This is a real town, or rather a collection of decrepit shacks and trailers, in southern Ohio, just SW of Chilichothe, maybe 70 miles straight south of Columbus (home of THE Ohio State University) and probably a half hour north of Portsmouth, which sits on the Ohio River. Yes, it really does exist even though this is entirely fiction.
Pollock has assembled a series of interconnected short stories about the people who live in and around Knockemstiff, a place where “the hillbillies wouldn’t watch a TV show that had blacks on it.” Best I can tell, it begins in the 50s or 60s and runs up to about the 1990s, but the presentation is not chronological, nor does it need to be.
We open up a recount of Vern, a loud, uncouth papermill worker, his wife and 7 yo son Bobby at a drive-in theater. This is where Bobby sees his dad pick a fight in the canteen can with some bigger guy and damn near kill him right there in the toilet. The vic’s son, older than Bobby, tries to intervene and Bobby does his level best to keep the other kid out of the melee. On the way back to the car, Vern says to Bobby “You did good.” Bobby would remember this as “the only goddamn thing my old man said to me that I didn’t try to forget.”
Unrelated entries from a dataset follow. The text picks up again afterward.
#[cfg(test)]
mod tests {
    use super::*;
    use std::time::Duration;

    use futures_util::future::join_all;
    use serde_json::json;
    use tokio::net::TcpListener;
    use tokio::sync::mpsc;
    use tokio_tungstenite::accept_async;

    /// In-process probe: answers requests via `respond`, and lets the test
    /// push arbitrary frames (including a close) at any time.
    struct MockProbe {
        url: String,
        requests: mpsc::UnboundedReceiver<Value>,
        push: mpsc::UnboundedSender<Message>,
    }

    async fn spawn_mock_probe<F>(respond: F) -> MockProbe
    where
        F: Fn(&Value) -> Vec<Value> + Send + 'static,
    {
        let listener = TcpListener::bind("127.0.0.1:0").await.unwrap();
        let addr = listener.local_addr().unwrap();
        let (req_tx, req_rx) = mpsc::unbounded_channel();
        let (push_tx, mut push_rx) = mpsc::unbounded_channel::<Message>();

        tokio::spawn(async move {
            let (stream, _) = listener.accept().await.unwrap();
            let ws = accept_async(stream).await.unwrap();
            let (mut tx, mut rx) = ws.split();
            loop {
                tokio::select! {
                    frame = rx.next() => {
                        let Some(Ok(Message::Text(text))) = frame else { break };
                        let req: Value = serde_json::from_str(text.as_str()).unwrap();
                        for reply in respond(&req) {
                            if tx.send(Message::Text(reply.to_string().into())).await.is_err() {
                                return;
                            }
                        }
                        let _ = req_tx.send(req);
                    }
                    pushed = push_rx.recv() => {
                        let Some(msg) = pushed else { break };
                        let closing = matches!(msg, Message::Close(_));
                        let _ = tx.send(msg).await;
                        if closing {
                            break;
                        }
                    }
                }
            }
        });

        MockProbe {
            url: format!("ws://{addr}"),
            requests: req_rx,
            push: push_tx,
        }
    }

    fn echo_method(req: &Value) -> Vec<Value> {
        vec![json!({"jsonrpc": "2.0", "result": {"method": req["method"]}, "id": req["id"]})]
    }

    async fn connected(mock: &MockProbe) -> ProbeConnection {
        let conn = ProbeConnection::new(mock.url.clone());
        conn.connect().await.unwrap();
        conn
    }

    #[tokio::test]
    async fn test_ping_round_trip() {
        let mut mock = spawn_mock_probe(|req| {
            vec![json!({"jsonrpc": "2.0", "result": {"pong": true}, "id": req["id"]})]
        })
        .await;
        let conn = connected(&mock).await;

        let result = conn.call("qt.ping", None).await.unwrap();
        assert_eq!(result, json!({"pong": true}));

        let sent = mock.requests.recv().await.unwrap();
        assert_eq!(
            sent,
            json!({"jsonrpc": "2.0", "method": "qt.ping", "params": {}, "id": 1})
        );
        conn.disconnect().await;
    }

    #[tokio::test]
    async fn test_concurrent_calls_get_sequential_ids() {
        let mut mock = spawn_mock_probe(echo_method).await;
        let conn = connected(&mock).await;

        let methods: Vec<String> = (0..8).map(|i| format!("qt.m{i}")).collect();
        let results = join_all(methods.iter().map(|m| conn.call(m, None))).await;

        for (method, result) in methods.iter().zip(results) {
            assert_eq!(result.unwrap()["method"], json!(method));
        }

        let mut ids = Vec::new();
        for _ in 0..8 {
            ids.push(mock.requests.recv().await.unwrap()["id"].as_u64().unwrap());
        }
        ids.sort_unstable();
        assert_eq!(ids, (1..=8).collect::<Vec<u64>>());
        conn.disconnect().await;
    }

    #[tokio::test]
    async fn test_out_of_order_responses_are_correlated() {
        // Hold the answer to id 1 until id 2 arrives, then answer 2 before 1
        let mock = spawn_mock_probe(|req| match req["id"].as_u64() {
            Some(2) => vec![
                json!({"jsonrpc": "2.0", "result": "second", "id": 2}),
                json!({"jsonrpc": "2.0", "result": "first", "id": 1}),
            ],
            _ => vec![],
        })
        .await;
        let conn = connected(&mock).await;

        let (first, second) = tokio::join!(conn.call("qt.a", None), conn.call("qt.b", None));
        assert_eq!(first.unwrap(), json!("first"));
        assert_eq!(second.unwrap(), json!("second"));
        conn.disconnect().await;
    }

    #[tokio::test]
    async fn test_error_response_surfaces_code_and_message() {
        let mock = spawn_mock_probe(|req| {
            vec![json!({
                "jsonrpc": "2.0",
                "error": {"code": -32601, "message": "Method not found"},
                "id": req["id"]
            })]
        })
        .await;
        let conn = connected(&mock).await;

        let err = conn.call("qt.nonexistent", None).await.unwrap_err();
        assert!(err.is_remote());
        assert_eq!(err.code(), Some(-32601));
        assert!(err.to_string().contains("Method not found"));
        conn.disconnect().await;
    }

    #[tokio::test]
    async fn test_call_when_disconnected_fails_immediately() {
        let conn = ProbeConnection::new("ws://127.0.0.1:9");
        assert!(!conn.is_connected());
        let err = conn.call("qt.ping", None).await.unwrap_err();
        assert!(matches!(err, ProbeError::NotConnected));
        assert_eq!(conn.pending_count(), 0);
    }

    #[tokio::test]
    async fn test_duplicate_response_is_ignored() {
        let mock = spawn_mock_probe(|req| {
            let reply = json!({"jsonrpc": "2.0", "result": {"n": req["id"]}, "id": req["id"]});
            vec![reply.clone(), reply]
        })
        .await;
        let conn = connected(&mock).await;

        let seen = Arc::new(Mutex::new(Vec::<String>::new()));
        let sink = Arc::clone(&seen);
        conn.on_notification(Some(Arc::new(move |method: &str, _: &Value| {
            lock(&sink).push(method.to_string());
        })));

        assert_eq!(conn.call("qt.a", None).await.unwrap(), json!({"n": 1}));
        assert_eq!(conn.call("qt.b", None).await.unwrap(), json!({"n": 2}));
        assert!(lock(&seen).is_empty());
        conn.disconnect().await;
    }

    #[tokio::test]
    async fn test_notifications_reach_handler_in_order() {
        let mock = spawn_mock_probe(echo_method).await;
        let conn = connected(&mock).await;

        let (tx, mut rx) = mpsc::unbounded_channel();
        conn.on_notification(Some(Arc::new(move |method: &str, params: &Value| {
            let _ = tx.send((method.to_string(), params.clone()));
        })));

        for n in 0..3 {
            let frame = json!({"jsonrpc": "2.0", "method": "qtmcp.signalEmitted", "params": {"n": n}});
            mock.push.send(Message::Text(frame.to_string().into())).unwrap();
        }
        // Unknown id with a method is still a notification
        let stray = json!({"jsonrpc": "2.0", "method": "qtmcp.objectCreated", "id": 99});
        mock.push.send(Message::Text(stray.to_string().into())).unwrap();

        for n in 0..3 {
            let (method, params) = rx.recv().await.unwrap();
            assert_eq!(method, "qtmcp.signalEmitted");
            assert_eq!(params, json!({"n": n}));
        }
        let (method, params) = rx.recv().await.unwrap();
        assert_eq!(method, "qtmcp.objectCreated");
        assert_eq!(params, json!({}));
        conn.disconnect().await;
    }

    #[tokio::test]
    async fn test_panicking_handler_does_not_stop_receive_loop() {
        let mock = spawn_mock_probe(|req| {
            vec![json!({"jsonrpc": "2.0", "result": {"pong": true}, "id": req["id"]})]
        })
        .await;
        let conn = connected(&mock).await;
        conn.on_notification(Some(Arc::new(|_: &str, _: &Value| panic!("handler bug"))));

        let frame = json!({"jsonrpc": "2.0", "method": "qtmcp.signalEmitted", "params": {}});
        mock.push.send(Message::Text(frame.to_string().into())).unwrap();
        mock.push.send(Message::Text("not json".into())).unwrap();

        assert_eq!(conn.call("qt.ping", None).await.unwrap(), json!({"pong": true}));
        assert!(conn.is_connected());
        conn.disconnect().await;
    }

    #[tokio::test]
    async fn test_cleared_handler_receives_nothing() {
        let mock = spawn_mock_probe(echo_method).await;
        let conn = connected(&mock).await;

        let count = Arc::new(AtomicU64::new(0));
        let counter = Arc::clone(&count);
        conn.on_notification(Some(Arc::new(move |_: &str, _: &Value| {
            counter.fetch_add(1, Ordering::SeqCst);
        })));

        let frame = json!({"jsonrpc": "2.0", "method": "qtmcp.signalEmitted", "params": {}});
        mock.push.send(Message::Text(frame.to_string().into())).unwrap();
        // A round trip guarantees the frame pushed before it was dispatched
        conn.call("qt.sync", None).await.unwrap();
        assert_eq!(count.load(Ordering::SeqCst), 1);

        conn.on_notification(None);
        mock.push.send(Message::Text(frame.to_string().into())).unwrap();
        conn.call("qt.sync", None).await.unwrap();
        assert_eq!(count.load(Ordering::SeqCst), 1);
        conn.disconnect().await;
    }

    #[tokio::test]
    async fn test_stream_close_fails_pending_requests() {
        let mock = spawn_mock_probe(|_| vec![]).await;
        let conn = Arc::new(connected(&mock).await);

        let caller = {
            let conn = Arc::clone(&conn);
            tokio::spawn(async move { conn.call("qt.hang", None).await })
        };
        while conn.pending_count() == 0 {
            tokio::task::yield_now().await;
        }

        mock.push.send(Message::Close(None)).unwrap();
        let err = caller.await.unwrap().unwrap_err();
        assert!(err.is_connection(), "unexpected error: {err:?}");
        assert!(!conn.is_connected());
        assert_eq!(conn.pending_count(), 0);
    }

    #[tokio::test]
    async fn test_disconnect_fails_pending_and_is_idempotent() {
        let mock = spawn_mock_probe(|_| vec![]).await;
        let conn = Arc::new(connected(&mock).await);

        let caller = {
            let conn = Arc::clone(&conn);
            tokio::spawn(async move { conn.call("qt.hang", None).await })
        };
        while conn.pending_count() == 0 {
            tokio::task::yield_now().await;
        }

        conn.disconnect().await;
        let err = caller.await.unwrap().unwrap_err();
        assert!(matches!(err, ProbeError::ConnectionClosed { .. }));

        conn.disconnect().await;
        assert!(!conn.is_connected());
        assert_eq!(conn.pending_count(), 0);
        assert!(matches!(
            conn.call("qt.ping", None).await,
            Err(ProbeError::NotConnected)
        ));
    }

    #[tokio::test]
    async fn test_cancelled_call_removes_pending_entry() {
        let mock = spawn_mock_probe(|_| vec![]).await;
        let conn = connected(&mock).await;

        let waited = tokio::time::timeout(Duration::from_millis(50), conn.call("qt.slow", None)).await;
        assert!(waited.is_err());
        assert_eq!(conn.pending_count(), 0);
        assert!(conn.is_connected());
        conn.disconnect().await;
    }

    #[tokio::test]
    async fn test_connect_failure_leaves_disconnected() {
        let listener = TcpListener::bind("127.0.0.1:0").await.unwrap();
        let addr = listener.local_addr().unwrap();
        drop(listener);

        let conn = ProbeConnection::new(format!("ws://{addr}"));
        let err = conn.connect().await.unwrap_err();
        assert!(matches!(err, ProbeError::Connect { .. }));
        assert!(!conn.is_connected());
    }

    #[tokio::test]
    async fn test_register_after_connection_lost_is_refused() {
        let conn = ProbeConnection::new("ws://127.0.0.1:9");
        let shared = &conn.shared;

        // Connection looked alive when `call` checked, then went down
        shared.connected.store(false, Ordering::SeqCst);
        shared.fail_pending("WebSocket closed");

        let (tx, rx) = oneshot::channel();
        let err = shared.register(1, tx).unwrap_err();
        assert!(matches!(err, ProbeError::NotConnected));
        assert_eq!(conn.pending_count(), 0);
        assert!(rx.await.is_err());

        // While connected the entry is kept until drained
        shared.connected.store(true, Ordering::SeqCst);
        let (tx, rx) = oneshot::channel();
        shared.register(2, tx).unwrap();
        assert_eq!(conn.pending_count(), 1);

        shared.connected.store(false, Ordering::SeqCst);
        shared.fail_pending("WebSocket closed");
        assert!(matches!(
            rx.await.unwrap(),
            Err(ProbeError::ConnectionClosed { .. })
        ));
        assert_eq!(conn.pending_count(), 0);
    }

    #[test]
    fn test_debug_shows_url_and_state() {
        let conn = ProbeConnection::new("ws://localhost:9222");
        let text = format!("{conn:?}");
        assert!(text.contains("ws://localhost:9222"));
        assert!(text.contains("connected: false"));
    }
}
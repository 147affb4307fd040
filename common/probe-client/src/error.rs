//! Error types for probe communication
//!
//! Remote failures (the probe answered with a JSON-RPC error object) and
//! connection failures (not connected, stream lost) are separate variants so
//! callers can tell a rejected call from a dead transport.

use std::time::Duration;

use serde_json::Value;
use thiserror::Error;

/// Errors that can occur while talking to a QtMCP probe
#[derive(Error, Debug)]
pub enum ProbeError {
    /// `call()` was invoked without a live connection
    #[error("Not connected to probe")]
    NotConnected,

    /// The probe answered with a JSON-RPC error object
    #[error("{message} (code {code})")]
    Remote {
        code: i64,
        message: String,
        data: Option<Value>,
    },

    /// The stream ended or was closed while the request was in flight
    #[error("Connection closed: {reason}")]
    ConnectionClosed { reason: String },

    /// The WebSocket handshake could not be completed
    #[error("Failed to connect to {url}: {source}")]
    Connect {
        url: String,
        #[source]
        source: tokio_tungstenite::tungstenite::Error,
    },

    /// Writing a request frame failed
    #[error("Failed to send request: {0}")]
    Send(#[source] tokio_tungstenite::tungstenite::Error),

    /// A request could not be serialized
    #[error("Failed to encode request: {0}")]
    Encode(#[from] serde_json::Error),

    /// The probe did not become reachable before the deadline
    #[error("Timed out waiting for probe at {url} after {:.1}s", elapsed.as_secs_f64())]
    Timeout { url: String, elapsed: Duration },

    /// The launched process died before the probe came up
    #[error("{}", process_exited_message(*code, stderr))]
    ProcessExited { code: Option<i32>, stderr: String },
}

fn process_exited_message(code: Option<i32>, stderr: &str) -> String {
    let code = code.map_or_else(|| "signal".to_string(), |c| c.to_string());
    if stderr.is_empty() {
        format!("Launched process exited early (exit code {code})")
    } else {
        format!("Launched process exited early (exit code {code}): {stderr}")
    }
}

impl ProbeError {
    /// Build from a JSON-RPC `error` object, defaulting missing fields
    pub fn from_jsonrpc(error: &Value) -> Self {
        ProbeError::Remote {
            code: error.get("code").and_then(Value::as_i64).unwrap_or(-1),
            message: error
                .get("message")
                .and_then(Value::as_str)
                .unwrap_or("Unknown probe error")
                .to_string(),
            data: error.get("data").filter(|d| !d.is_null()).cloned(),
        }
    }

    /// JSON-RPC error code, if the probe supplied one
    pub fn code(&self) -> Option<i64> {
        match self {
            ProbeError::Remote { code, .. } => Some(*code),
            _ => None,
        }
    }

    /// True when the probe itself rejected the call
    pub fn is_remote(&self) -> bool {
        matches!(self, ProbeError::Remote { .. })
    }

    /// True for "not connected" and "connection lost" failures
    pub fn is_connection(&self) -> bool {
        matches!(
            self,
            ProbeError::NotConnected
                | ProbeError::ConnectionClosed { .. }
                | ProbeError::Connect { .. }
                | ProbeError::Send(_)
        )
    }
}

/// Result type alias for probe operations
pub type ProbeResult<T> = Result<T, ProbeError>;

/// Errors raised by the UDP discovery listener
#[derive(Error, Debug)]
pub enum DiscoveryError {
    /// The discovery socket could not be created or bound
    #[error("Failed to bind discovery socket on UDP port {port}: {source}")]
    Bind {
        port: u16,
        #[source]
        source: std::io::Error,
    },
}

#[cfg(test)]
mod tests {
    use super::*;
    use serde_json::json;

    #[test]
    fn test_from_jsonrpc_full() {
        let err = ProbeError::from_jsonrpc(&json!({
            "code": -32601,
            "message": "Method not found",
            "data": {"method": "qt.nope"}
        }));
        assert_eq!(err.code(), Some(-32601));
        assert!(err.to_string().contains("Method not found"));
        match err {
            ProbeError::Remote { data, .. } => assert_eq!(data, Some(json!({"method": "qt.nope"}))),
            other => panic!("unexpected error: {other:?}"),
        }
    }

    #[test]
    fn test_from_jsonrpc_defaults() {
        let err = ProbeError::from_jsonrpc(&json!({}));
        match err {
            ProbeError::Remote { code, message, data } => {
                assert_eq!(code, -1);
                assert_eq!(message, "Unknown probe error");
                assert!(data.is_none());
            }
            other => panic!("unexpected error: {other:?}"),
        }
    }

    #[test]
    fn test_remote_and_connection_are_distinct() {
        let remote = ProbeError::from_jsonrpc(&json!({"code": 1, "message": "no"}));
        assert!(remote.is_remote());
        assert!(!remote.is_connection());

        let closed = ProbeError::NotConnected;
        assert!(closed.is_connection());
        assert!(!closed.is_remote());
        assert_eq!(closed.code(), None);
    }

    #[test]
    fn test_process_exited_message() {
        let err = ProbeError::ProcessExited {
            code: Some(3),
            stderr: "cannot load probe".into(),
        };
        assert_eq!(
            err.to_string(),
            "Launched process exited early (exit code 3): cannot load probe"
        );
    }
}
//! Application launch and probe injection tools

use rmcp::{model::CallToolResult, ErrorData as McpError};
use serde_json::json;

use super::{invalid_params, json_success};
use crate::config::expand_path;
use crate::launch::{
    inject_and_connect, launch_and_connect, path_or, resolve_launcher, timeout_or, InjectRequest,
    LaunchRequest,
};
use crate::params::{InjectProbeParams, LaunchAppParams};
use crate::session::SessionContext;

pub async fn launch_app(
    session: &SessionContext,
    params: LaunchAppParams,
) -> Result<CallToolResult, McpError> {
    let config = session.config();
    let connect_timeout = timeout_or(params.connect_timeout, config.connect_timeout)
        .map_err(|e| invalid_params(e.to_string()))?;

    let request = LaunchRequest {
        launcher: resolve_launcher(config.launcher_path.as_deref()),
        target: expand_path(&params.target),
        port: params.port.unwrap_or(config.port),
        qt_version: params.qt_version.or_else(|| config.qt_version.clone()),
        qt_path: path_or(params.qt_path.as_deref(), config.qt_path.as_deref()),
        connect_timeout,
    };

    match launch_and_connect(session, &request).await {
        Ok(report) => json_success(&report),
        Err(e) => {
            tracing::warn!(app = %params.target, error = %e, "Launch failed");
            json_success(&json!({"launched": false, "error": e.to_string()}))
        }
    }
}

pub async fn inject_probe(
    session: &SessionContext,
    params: InjectProbeParams,
) -> Result<CallToolResult, McpError> {
    let config = session.config();
    let connect_timeout = timeout_or(params.connect_timeout, config.connect_timeout)
        .map_err(|e| invalid_params(e.to_string()))?;

    let request = InjectRequest {
        probe_path: params.probe_path.as_deref().map(expand_path),
        qt_path: path_or(params.qt_path.as_deref(), config.qt_path.as_deref()),
        port: params.port.unwrap_or(config.port),
        connect_timeout,
        ..InjectRequest::from_config(config, params.pid)
    };

    match inject_and_connect(session, &request).await {
        Ok(report) => json_success(&report),
        Err(e) => {
            tracing::warn!(pid = params.pid, error = %e, "Probe injection failed");
            json_success(&json!({"injected": false, "error": e.to_string()}))
        }
    }
}
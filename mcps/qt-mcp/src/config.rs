//! Server configuration
//!
//! Sources, lowest precedence first:
//! 1. Built-in defaults
//! 2. `qtmcp.toml` (`--config`, else walking up from cwd, else the user config dir)
//! 3. Environment variables and command-line flags

use std::path::{Path, PathBuf};
use std::time::Duration;

use clap::{Args, ValueEnum};
use serde::{Deserialize, Serialize};
use thiserror::Error;

/// Config file name searched for on startup
pub const CONFIG_FILE: &str = "qtmcp.toml";

pub const DEFAULT_PORT: u16 = 9222;
pub const DEFAULT_CONNECT_TIMEOUT: Duration = Duration::from_secs(30);

#[derive(Error, Debug)]
pub enum ConfigError {
    #[error("Failed to read config file {path}: {source}")]
    Read {
        path: PathBuf,
        #[source]
        source: std::io::Error,
    },

    #[error("Invalid config file {path}: {source}")]
    Parse {
        path: PathBuf,
        #[source]
        source: toml::de::Error,
    },

    #[error("Invalid connect timeout: {0}")]
    InvalidTimeout(f64),
}

/// API flavour the server advertises
#[derive(Debug, Clone, Copy, PartialEq, Eq, Default, Serialize, Deserialize, ValueEnum)]
#[serde(rename_all = "lowercase")]
pub enum Mode {
    #[default]
    Native,
    Cu,
    Chrome,
}

impl Mode {
    pub fn as_str(self) -> &'static str {
        match self {
            Mode::Native => "native",
            Mode::Cu => "cu",
            Mode::Chrome => "chrome",
        }
    }
}

/// `serve` flags; every value is optional so file settings can fill gaps
#[derive(Debug, Clone, Default, Args)]
pub struct ServeArgs {
    /// API mode to expose
    #[arg(long, value_enum)]
    pub mode: Option<Mode>,

    /// WebSocket URL of the probe (auto-connect on startup)
    #[arg(long, env = "QTMCP_WS_URL")]
    pub ws_url: Option<String>,

    /// Qt application to launch with the probe on startup
    #[arg(long)]
    pub target: Option<PathBuf>,

    /// WebSocket port for launched/injected probes (default: 9222)
    #[arg(long, env = "QTMCP_PORT")]
    pub port: Option<u16>,

    /// Path to the qtmcp launcher executable
    #[arg(long, env = "QTMCP_LAUNCHER")]
    pub launcher_path: Option<PathBuf>,

    /// UDP port for probe discovery (default: 9221)
    #[arg(long, env = "QTMCP_DISCOVERY_PORT")]
    pub discovery_port: Option<u16>,

    /// Disable UDP probe discovery
    #[arg(long)]
    pub no_discovery: bool,

    /// Qt version used to pick the probe library (e.g. 5.15, 6.8)
    #[arg(long, value_name = "VERSION")]
    pub qt_version: Option<String>,

    /// Qt lib/bin directory added to the launched app's library path
    #[arg(long, env = "QTMCP_QT_PATH")]
    pub qt_path: Option<PathBuf>,

    /// Seconds to wait for a launched probe (default: 30)
    #[arg(long, env = "QTMCP_CONNECT_TIMEOUT")]
    pub connect_timeout: Option<f64>,

    /// Config file (default: qtmcp.toml found from the working directory)
    #[arg(long, value_name = "FILE")]
    pub config: Option<PathBuf>,
}

/// Contents of `qtmcp.toml`
#[derive(Debug, Clone, Default, PartialEq, Deserialize)]
#[serde(deny_unknown_fields)]
pub struct FileConfig {
    pub mode: Option<Mode>,
    pub ws_url: Option<String>,
    pub target: Option<String>,
    pub port: Option<u16>,
    pub launcher_path: Option<String>,
    pub qt_version: Option<String>,
    pub qt_path: Option<String>,
    pub connect_timeout: Option<f64>,
    #[serde(default)]
    pub discovery: DiscoverySection,
}

#[derive(Debug, Clone, Default, PartialEq, Deserialize)]
#[serde(deny_unknown_fields)]
pub struct DiscoverySection {
    pub enabled: Option<bool>,
    pub port: Option<u16>,
}

impl FileConfig {
    pub fn load_from_path(path: &Path) -> Result<Self, ConfigError> {
        let content = std::fs::read_to_string(path).map_err(|source| ConfigError::Read {
            path: path.to_path_buf(),
            source,
        })?;
        toml::from_str(&content).map_err(|source| ConfigError::Parse {
            path: path.to_path_buf(),
            source,
        })
    }
}

/// Resolved server settings
#[derive(Debug, Clone, PartialEq)]
pub struct ServerConfig {
    pub mode: Mode,
    pub ws_url: Option<String>,
    pub target: Option<PathBuf>,
    pub port: u16,
    pub launcher_path: Option<PathBuf>,
    pub discovery_enabled: bool,
    pub discovery_port: u16,
    pub qt_version: Option<String>,
    pub qt_path: Option<PathBuf>,
    pub connect_timeout: Duration,
}

impl Default for ServerConfig {
    fn default() -> Self {
        Self {
            mode: Mode::default(),
            ws_url: None,
            target: None,
            port: DEFAULT_PORT,
            launcher_path: None,
            discovery_enabled: true,
            discovery_port: probe_client::DEFAULT_DISCOVERY_PORT,
            qt_version: None,
            qt_path: None,
            connect_timeout: DEFAULT_CONNECT_TIMEOUT,
        }
    }
}

impl ServerConfig {
    /// Load the config file (if any) and apply `args` on top
    pub fn load(args: &ServeArgs) -> Result<Self, ConfigError> {
        let path = match &args.config {
            Some(path) => Some(expand_path(&path.to_string_lossy())),
            None => find_config_file(CONFIG_FILE),
        };

        let file = match path {
            Some(path) => {
                tracing::debug!("Loading config from: {}", path.display());
                FileConfig::load_from_path(&path)?
            }
            None => FileConfig::default(),
        };

        Self::merge(file, args)
    }

    /// Combine file values and flags; flags win
    pub fn merge(file: FileConfig, args: &ServeArgs) -> Result<Self, ConfigError> {
        let defaults = Self::default();

        let connect_timeout = match args.connect_timeout.or(file.connect_timeout) {
            Some(secs) => {
                Duration::try_from_secs_f64(secs).map_err(|_| ConfigError::InvalidTimeout(secs))?
            }
            None => defaults.connect_timeout,
        };

        let port = args.port.or(file.port).unwrap_or(defaults.port);
        let target = args
            .target
            .clone()
            .or_else(|| file.target.as_deref().map(expand_path));

        // A launched target is always reached on localhost at the launch port
        let ws_url = match &target {
            Some(_) => Some(format!("ws://localhost:{port}")),
            None => args.ws_url.clone().or(file.ws_url),
        };

        Ok(Self {
            mode: args.mode.or(file.mode).unwrap_or(defaults.mode),
            ws_url,
            target,
            port,
            launcher_path: args
                .launcher_path
                .clone()
                .or_else(|| file.launcher_path.as_deref().map(expand_path)),
            discovery_enabled: !args.no_discovery && file.discovery.enabled.unwrap_or(true),
            discovery_port: args
                .discovery_port
                .or(file.discovery.port)
                .unwrap_or(defaults.discovery_port),
            qt_version: args.qt_version.clone().or(file.qt_version),
            qt_path: args
                .qt_path
                .clone()
                .or_else(|| file.qt_path.as_deref().map(expand_path)),
            connect_timeout,
        })
    }
}

/// Expand `~` and `$VAR` in a path, leaving it unchanged on failure
pub fn expand_path(raw: &str) -> PathBuf {
    let expanded = shellexpand::full(raw).unwrap_or_else(|_| raw.into());
    PathBuf::from(expanded.as_ref())
}

/// Find a config file by walking up from cwd, then in the user config dir
fn find_config_file(filename: &str) -> Option<PathBuf> {
    let cwd = std::env::current_dir().ok()?;
    find_config_file_from(&cwd, filename).or_else(|| {
        let global = dirs::config_dir()?.join("qtmcp").join(filename);
        global.exists().then_some(global)
    })
}

fn find_config_file_from(start: &Path, filename: &str) -> Option<PathBuf> {
    start
        .ancestors()
        .map(|dir| dir.join(filename))
        .find(|candidate| candidate.exists())
}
Pollock then takes us through random acts of the locals. Like the 15yo kid who wanders along a creek, witnesses incest between neighbors slightly younger than he, decides he wants in, whacks the kid, takes the girl, drowns her, stuffs them in a small cave, and continues on with his life.
Those are just 2 of the 18 stories in this book. Characters go in and out of the tales, but each chapter is an end unto itself. Considering the behavior and actions of the locals, one would think that the inbreeding comes from the same tree that doesn’t branch. These people are some of the lowest, most degenerate, disgusting, dirty, mean, criminal people on the planet. They eat the 4 primary food groups: processed cheese, toast, baloney, fish sticks followed with a dessert of Oxy washed down with anything liquid that is handy. And if it isn’t Oxy, they might be sniffing Bactine from a plastic bag.
“Forgetting our lives might be the best we can do” sort of sums up what each of the characters do with their time. They all seem to “crave junk food the way a baby craves a tit.” And it’s not just the characters that seem to have risen out of the brine of the earth’s belly because “the damp gray sky covered southern Ohio like the skin on a corpse.”
As the decades pass, the locals fall prey to their own misdeeds like the guy with the metal plate in his head, the kid who sniffed too much junk and now does little more than scratch at his scalp, the 2 teenagers who keep trying to get a third laid (so he would be constantly berated by his dad for being a virgin), Vern has had 3 heart attacks and sits stuck to his fake leather easy chair, some grandfather who is still reliving Korea but refuses to wear adult diapers. One slowly decaying slug has an epiphany of sorts when he realizes, “that anything I do to extend my life is just going to be outweighed by the agony of living it.”
Pollock apparently grew up in the region and worked the paper mill and other hard labor jobs, but has worked his way into an MFA program in creative writing at Ohio University in nearby Athens (full disclosure: I have degrees from both Ohio U and THE Ohio State University). One would have to consider that if the author gets high praise from Chuck Palahniuk that it would have to be pretty strange . . . and addicting . . . but still very strange.
So, should one willingly choose to pick up a book about desperate souls whose only glimpse of hope is tied up in movie mags who shiver in a nothing town of tilted trailers and abandoned cars hard by the dump, who get so sick from eating real food that they have the squirts in an alley only to get humiliated by local cops, all for some Oxy stolen from a nursing home? Only if you are afraid of being drawn into this sometimes violent and downright shitty world where Robert Earle Keen’s ‘Merry Christmas From The Family’ could be the God’s honest truth. If so, you might be missing one of the more literate presentations of (yes, I’ll say it) literature based in “a place people had grown up in, but never felt like home.”